▶ _PROBLEM DESCRIPTION_
Which lines of the entries contain the word "dump"? Please list them.

Saved entries

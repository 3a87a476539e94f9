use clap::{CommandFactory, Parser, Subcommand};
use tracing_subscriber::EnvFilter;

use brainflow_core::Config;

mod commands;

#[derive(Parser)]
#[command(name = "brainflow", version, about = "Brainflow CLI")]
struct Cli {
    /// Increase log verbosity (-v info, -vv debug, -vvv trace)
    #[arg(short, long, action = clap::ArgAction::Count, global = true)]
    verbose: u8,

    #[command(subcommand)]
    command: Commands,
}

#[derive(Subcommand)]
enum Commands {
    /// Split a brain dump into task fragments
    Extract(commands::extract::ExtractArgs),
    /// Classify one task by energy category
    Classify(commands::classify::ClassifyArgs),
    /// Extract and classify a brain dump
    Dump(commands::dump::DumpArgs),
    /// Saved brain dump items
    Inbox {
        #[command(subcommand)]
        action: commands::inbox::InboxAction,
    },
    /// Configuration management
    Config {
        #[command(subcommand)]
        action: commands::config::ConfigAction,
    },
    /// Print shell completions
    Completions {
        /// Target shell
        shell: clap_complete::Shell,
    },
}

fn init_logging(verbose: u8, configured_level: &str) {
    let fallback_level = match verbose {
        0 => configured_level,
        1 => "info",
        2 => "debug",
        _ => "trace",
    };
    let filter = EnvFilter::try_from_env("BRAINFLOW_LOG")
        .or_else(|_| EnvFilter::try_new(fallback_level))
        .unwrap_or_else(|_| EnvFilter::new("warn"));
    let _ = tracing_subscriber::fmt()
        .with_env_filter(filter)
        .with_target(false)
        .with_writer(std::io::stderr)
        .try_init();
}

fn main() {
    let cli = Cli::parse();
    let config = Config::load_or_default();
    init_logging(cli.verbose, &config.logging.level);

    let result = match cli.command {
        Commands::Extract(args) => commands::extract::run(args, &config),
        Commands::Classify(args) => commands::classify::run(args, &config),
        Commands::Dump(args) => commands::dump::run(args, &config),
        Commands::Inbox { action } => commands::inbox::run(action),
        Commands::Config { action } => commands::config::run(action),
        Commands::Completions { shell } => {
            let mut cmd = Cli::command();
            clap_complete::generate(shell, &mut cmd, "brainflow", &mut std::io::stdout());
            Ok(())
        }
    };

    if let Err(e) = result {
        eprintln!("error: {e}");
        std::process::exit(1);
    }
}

▶ _SOLUTION TO THIS TASK_
    /// Split a brain dump into task fragments
    /// Extract and classify a brain dump
    Dump(commands::dump::DumpArgs),
    /// Saved brain dump items
        Commands::Dump(args) => commands::dump::run(args, &config),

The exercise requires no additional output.